▶ **Work order**: All of these records need to be duplicated exactly.

▶ **Given entries**:
// TCP listener lifecycle

macro_rules! log_tcp_acception_error {
    ($err:expr) => {
        warn!("TCP connection was NOT ACCEPTED: reason: '{}'", $err)
    };
}

macro_rules! log_tcp_established_conn {
    ($conn_addr:expr, $conn_label:expr) => {
        info!("{} connection OPENED: peer '{}'", $conn_label, $conn_addr)
    };
}

macro_rules! log_tcp_closed_conn {
    ($conn_addr:expr, $conn_label:expr) => {
        info!("{} connection CLOSED: peer '{}'", $conn_label, $conn_addr)
    };
}

macro_rules! log_tcp_closed_conn_with_error {
    ($conn_addr:expr, $conn_label:expr, $err:expr) => {
        error!("{} connection CLOSED with ERROR: peer '{}', reason: '{}'", $conn_label, $conn_addr, $err)
    };
}

macro_rules! log_tcp_canceled_conn {
    ($conn_addr:expr, $conn_label:expr) => {
        warn!("{} connection CANCELED: peer '{}'", $conn_label, $conn_addr)
    };
}

pub(crate) use log_tcp_acception_error;
pub(crate) use log_tcp_canceled_conn;
pub(crate) use log_tcp_closed_conn;
pub(crate) use log_tcp_closed_conn_with_error;
pub(crate) use log_tcp_established_conn;

// Tunnel (SOCKS5 copy phase)

macro_rules! log_tunnel_created {
    ($peer:expr, $proxy:expr, $endpoint:expr) => {
        info!(
            "Tunnel CREATED: source [{}] <--L--> lurk [{}] <--R--> destination [{}]",
            $peer, $proxy, $endpoint
        );
    };
}

macro_rules! log_tunnel_closed {
    ($peer:expr, $proxy:expr, $endpoint:expr, $l2r:expr, $r2l:expr) => {
        info!(
            "Tunnel CLOSED: source [{}] <--L--> lurk [{}] <--R--> destination [{}], transmitted: L->R {}, R->L {}",
            $peer,
            $proxy,
            $endpoint,
            human_bytes($l2r as f64),
            human_bytes($r2l as f64)
        );
    };
}

macro_rules! log_tunnel_closed_with_error {
    ($peer:expr, $proxy:expr, $endpoint:expr, $err:expr) => {
        error!(
            "Tunnel CLOSED with ERROR: source [{}] <--L--> lurk [{}] <--R--> destination [{}], error: '{}'",
            $peer, $proxy, $endpoint, $err
        );
    };
}

pub(crate) use log_tunnel_closed;
pub(crate) use log_tunnel_closed_with_error;
pub(crate) use log_tunnel_created;

// Request/reply handling errors

macro_rules! log_request_handling_error {
    ($peer:expr, $err:expr) => {
        error!("Error occurred during request handling: peer '{}', reason: '{}'", $peer, $err)
    };
}

pub(crate) use log_request_handling_error;

// Management protocol session lifecycle

macro_rules! log_mng_auth_success {
    ($peer:expr, $user:expr) => {
        info!("Management session {} authenticated as '{}'", $peer, $user)
    };
}

macro_rules! log_mng_auth_failure {
    ($peer:expr, $user:expr) => {
        warn!("Management session {} failed to authenticate as '{}'", $peer, $user)
    };
}

pub(crate) use log_mng_auth_failure;
pub(crate) use log_mng_auth_success;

▶ **Response for this exercise**:
// TCP listener lifecycle

macro_rules! log_tcp_acception_error {
    ($err:expr) => {
        warn!("TCP connection was NOT ACCEPTED: reason: '{}'", $err)
    };
}

macro_rules! log_tcp_established_conn {
    ($conn_addr:expr, $conn_label:expr) => {
        info!("{} connection OPENED: peer '{}'", $conn_label, $conn_addr)
    };
}

macro_rules! log_tcp_closed_conn {
    ($conn_addr:expr, $conn_label:expr) => {
        info!("{} connection CLOSED: peer '{}'", $conn_label, $conn_addr)
    };
}

macro_rules! log_tcp_closed_conn_with_error {
    ($conn_addr:expr, $conn_label:expr, $err:expr) => {
        error!("{} connection CLOSED with ERROR: peer '{}', reason: '{}'", $conn_label, $conn_addr, $err)
    };
}

macro_rules! log_tcp_canceled_conn {
    ($conn_addr:expr, $conn_label:expr) => {
        warn!("{} connection CANCELED: peer '{}'", $conn_label, $conn_addr)
    };
}

pub(crate) use log_tcp_acception_error;
pub(crate) use log_tcp_canceled_conn;
pub(crate) use log_tcp_closed_conn;
pub(crate) use log_tcp_closed_conn_with_error;
pub(crate) use log_tcp_established_conn;

// Tunnel (SOCKS5 copy phase)

macro_rules! log_tunnel_created {
    ($peer:expr, $proxy:expr, $endpoint:expr) => {
        info!(
            "Tunnel CREATED: source [{}] <--L--> lurk [{}] <--R--> destination [{}]",
            $peer, $proxy, $endpoint
        );
    };
}

macro_rules! log_tunnel_closed {
    ($peer:expr, $proxy:expr, $endpoint:expr, $l2r:expr, $r2l:expr) => {
        info!(
            "Tunnel CLOSED: source [{}] <--L--> lurk [{}] <--R--> destination [{}], transmitted: L->R {}, R->L {}",
            $peer,
            $proxy,
            $endpoint,
            human_bytes($l2r as f64),
            human_bytes($r2l as f64)
        );
    };
}

macro_rules! log_tunnel_closed_with_error {
    ($peer:expr, $proxy:expr, $endpoint:expr, $err:expr) => {
        error!(
            "Tunnel CLOSED with ERROR: source [{}] <--L--> lurk [{}] <--R--> destination [{}], error: '{}'",
            $peer, $proxy, $endpoint, $err
        );
    };
}

pub(crate) use log_tunnel_closed;
pub(crate) use log_tunnel_closed_with_error;
pub(crate) use log_tunnel_created;

// Request/reply handling errors

macro_rules! log_request_handling_error {
    ($peer:expr, $err:expr) => {
        error!("Error occurred during request handling: peer '{}', reason: '{}'", $peer, $err)
    };
}

pub(crate) use log_request_handling_error;

// Management protocol session lifecycle

macro_rules! log_mng_auth_success {
    ($peer:expr, $user:expr) => {
        info!("Management session {} authenticated as '{}'", $peer, $user)
    };
}

macro_rules! log_mng_auth_failure {
    ($peer:expr, $user:expr) => {
        warn!("Management session {} failed to authenticate as '{}'", $peer, $user)
    };
}

pub(crate) use log_mng_auth_failure;
pub(crate) use log_mng_auth_success;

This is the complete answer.